Arntzen Grand Challenges Lecture Series
The Arntzen Grand Challenges Lecture series is inspired by Dr. Charles (Charlie) Arntzen, Founding Director of the ASU Biodesign Institute. Dr. Arntzen is internationally recognized for his novel applied research on the development of genetic strategies for using plants to manufacture pharmaceuticals and produce cost-effective vaccines or drugs to save lives around the world, especially in developing nations.
The Biodesign Institute seeks nature-inspired solutions to grand challenges in health, security and sustainability for global impact.
COVID-19 and the 2021 Global Supply Chain Crisis
Tuesday, Nov. 2, 2021 at 5 p.m. | Marston Exploration Theater
Zachary S. Rogers, PhD
Assistant Professor, Operations and Supply Chain Management, Colorado State University
For years, global supply chains expanded and became increasingly complex in a quest to make shipping goods and services around the globe cheaper and faster. COVID-19 threw these finely tuned systems into tail-spin, making it difficult to find everything from toilet paper to pickup trucks. This disruption was not the first, nor will it be the last - but it has led to new ways of thinking that may lead to significant changes in the coming decades. There will be great change, but also great opportunity for innovation and connection. Zachary Rogers will share what's next and how it will impact your life, availability of everyday goods, personal data and the world economy.
Livestream available. RSVP by Friday, Oct. 29.
Understanding and combatting the pandemic coronavirus
Thursday, Oct. 29, 2020 at 6 p.m. | virtual | Replay now
Britt Glaunsinger, PhD
Professor, Departments of Plant & Microbial Biology and Molecular & Cellular Biology, University of California, Berkeley
Class of 1963 Endowed Chair, University of California, Berkeley
HHMI Investigator, Howard Hughes Medical Institute
The coronavirus pandemic has upended society and dramatically changed the face of scientific research. This unprecedented global shift towards the singular goal of understanding how this novel coronavirus works and how to stop it has contributed to a remarkably rapid and deep understanding of the viral lifecycle. In this context, Glaunsinger will describe the latest findings on how SARS-CoV-2 slips past our cells’ barriers, hijacks the cellular machinery, is amplified to form new progeny virions and escapes detection by the immune system. Glaunsinger will also highlight the viral components that are targets for therapeutic interventions and vaccine design, whose degrees of success may ultimately define the duration of this pandemic.
Questions and answer session to follow.
The Deep Learning Revolution
Tuesday, Nov. 5, 2019 | Marston Exploration Theater | 5 p.m.
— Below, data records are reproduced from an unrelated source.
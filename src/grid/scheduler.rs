// src/grid/scheduler.rs

//! Bounded fan-out of per-column work across a fixed set of workers.
//!
//! Threading model:
//! - `workers` scoped threads pull column indices from a shared queue.
//! - Each unit leases a context from the [`ContextPool`] for its whole column.
//! - The orchestrator keeps at most `workers` units in flight and only submits
//!   a new one after consuming a finished result, so the queue never grows.
//! - The first failed unit stops submission; units still in flight are
//!   drained and their results discarded before the error is returned.

use super::{ContextPool, Extrema, Field, Plane};
use crate::error::{Error, Result};
use crate::expr::{Context, Formula};
use log::{debug, info, warn};
use num_complex::Complex64;
use std::sync::mpsc::{channel, sync_channel, Receiver};
use std::sync::{Arc, Mutex};
use std::thread;
use std::time::Instant;

/// One finished column.
struct Scanline {
    column: usize,
    line: Vec<Complex64>,
    extrema: Extrema,
}

/// `configured`, or the available hardware parallelism, at least 1.
pub fn worker_count(configured: Option<usize>) -> usize {
    match configured {
        Some(n) if n > 0 => n,
        _ => thread::available_parallelism().map(|n| n.get()).unwrap_or(1),
    }
}

fn scan_column<F>(pool: &ContextPool, column: usize, height: usize, cell: &F) -> Result<Scanline>
where
    F: Fn(&mut Context, usize, usize) -> Result<Complex64>,
{
    let mut lease = pool.acquire(column)?;
    let mut line = Vec::with_capacity(height);
    let mut extrema = Extrema::default();
    for row in 0..height {
        let z = cell(&mut *lease, column, row)?;
        extrema.observe(z);
        line.push(z);
    }
    Ok(Scanline {
        column,
        line,
        extrema,
    })
}

fn next_result(results: &Receiver<Result<Scanline>>, column: usize) -> Result<Scanline> {
    // Disconnection means every worker is gone; nothing can complete the pass.
    results
        .recv()
        .unwrap_or(Err(Error::PoolExhausted { unit: column }))
}

/// Evaluates `cell(context, column, row)` for every sample of a
/// `width` x `height` grid using `workers` cloned contexts.
///
/// Columns land at their own index, so the result does not depend on the
/// order in which units complete.
pub fn run_grid<F>(
    formula: &Arc<Formula>,
    width: usize,
    height: usize,
    workers: usize,
    cell: F,
) -> Result<Field>
where
    F: Fn(&mut Context, usize, usize) -> Result<Complex64> + Sync,
{
    if width == 0 || height == 0 {
        return Err(Error::InvalidParameter(format!(
            "grid must be at least 1x1, got {}x{}",
            width, height
        )));
    }
    let workers = workers.max(1);
    let pool = ContextPool::new(formula, workers)?;
    let started = Instant::now();
    debug!(
        "Grid pass '{}': {}x{} on {} workers",
        formula.source(),
        width,
        height,
        workers
    );

    let (job_tx, job_rx) = sync_channel::<usize>(workers);
    let job_rx = Mutex::new(job_rx);
    let (result_tx, result_rx) = channel::<Result<Scanline>>();

    let mut columns: Vec<Vec<Complex64>> = vec![Vec::new(); width];
    let mut extrema = Extrema::default();

    let outcome = thread::scope(|s| {
        for _ in 0..workers {
            let result_tx = result_tx.clone();
            let job_rx = &job_rx;
            let pool = &pool;
            let cell = &cell;
            s.spawn(move || loop {
                let job = job_rx.lock().unwrap_or_else(|e| e.into_inner()).recv();
                let Ok(column) = job else { break };
                if result_tx.send(scan_column(pool, column, height, cell)).is_err() {
                    break;
                }
            });
        }
        drop(result_tx);

        let mut absorb = |scanline: Scanline| {
            extrema.merge(&scanline.extrema);
            columns[scanline.column] = scanline.line;
        };

        let mut in_flight = 0usize;
        let mut failure: Option<Error> = None;
        for column in 0..width {
            if in_flight == workers {
                in_flight -= 1;
                match next_result(&result_rx, column) {
                    Ok(scanline) => absorb(scanline),
                    Err(e) => {
                        failure = Some(e);
                        break;
                    }
                }
            }
            if job_tx.send(column).is_err() {
                failure = Some(Error::PoolExhausted { unit: column });
                break;
            }
            in_flight += 1;
        }
        // Workers exit once the queue is closed and empty.
        drop(job_tx);

        while in_flight > 0 {
            in_flight -= 1;
            match next_result(&result_rx, width) {
                Ok(scanline) if failure.is_none() => absorb(scanline),
                Ok(_) => {}
                Err(e) => {
                    if failure.is_none() {
                        failure = Some(e);
                    }
                }
            }
        }
        failure
    });

    if let Some(e) = outcome {
        warn!("Grid pass '{}' aborted: {}", formula.source(), e);
        return Err(e);
    }

    let elapsed = started.elapsed();
    let samples = (width * height) as f64;
    info!(
        "Processed {}x{} in {:?}, MPPS: {:.3}, threads: {}",
        width,
        height,
        elapsed,
        (samples / elapsed.as_secs_f64().max(f64::EPSILON)) / 1048576.0,
        workers
    );

    let values = columns.into_iter().flatten().collect();
    Ok(Field {
        width,
        height,
        values,
        extrema,
    })
}

/// Validates a one-argument formula, then evaluates `f(z)` over every
/// coordinate of `plane`.
pub fn evaluate_plane(
    formula: &Arc<Formula>,
    plane: &Plane,
    width: usize,
    height: usize,
    workers: usize,
) -> Result<Field> {
    plane.validate()?;
    Context::new(Arc::clone(formula)).validate(1)?;
    let plane = *plane;
    let field = run_grid(formula, width, height, workers, |ctx, column, row| {
        ctx.evaluate(&[plane.coordinate(column, row, width, height)])
    })?;
    let e = field.extrema();
    info!(
        "Values range: {}+{}i - {}+{}i, modulo range: {} - {}",
        e.min[0], e.min[1], e.max[0], e.max[1], e.min[2], e.max[2]
    );
    Ok(field)
}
Terrence J. Sejnowski, PhD
Francis Crick Professor, Computational Neurobiology Laboratory, The Salk Institute for Biological Studies
Director, Institute for Neural Computation and Professor of Biology, Computer Science and Engineering, University of California, San Diego
Artificial intelligence (AI) is a branch of engineering that has traditionally ignored brains, but recent advances in biologically inspired deep learning have dramatically changed AI and made it possible to solve difficult problems in vision, speech planning and natural language. If you talk to Alexa or use Google Translate, you have experienced deep learning in action. This lecture will explore the past, present and future of deep learning.
The Arntzen Grand Challenges Lecture Series is made possible through a fund that supports an annual visiting scientific leader who will present his or her work of global impact, connect with ASU scientists, share ideas with students and engage with our local community. Give a gift today.
Programmable Genome Engineering Using CRISPR Technology
Thursday, Nov. 1, 2018 | Marston Exploration Theater | 4 p.m.
Samuel Sternberg, PhD
Department of Biochemistry and Molecular Biophysics
Few discoveries transform a discipline overnight, but scientists today can manipulate cells in ways hardly imaginable before, thanks to a peculiar form of adaptive immunity mediated by Clustered Regularly Interspaced Short Palindromic Repeats (CRISPR). From elegant studies that deciphered how these immune systems function in bacteria, researchers quickly uncovered the technological potential of Cas9, an RNA-guided DNA-cleaving enzyme, for genome engineering. Today, this core capability is being harnessed for a wide variety of ambitious applications, including human therapeutics, agricultural improvement, and the elimination of certain infectious diseases. Sternberg will describe the discovery and basic function of CRISPR technology and highlight recent advances in our understanding of CRISPR biology, which continue to inspire exciting technological innovation.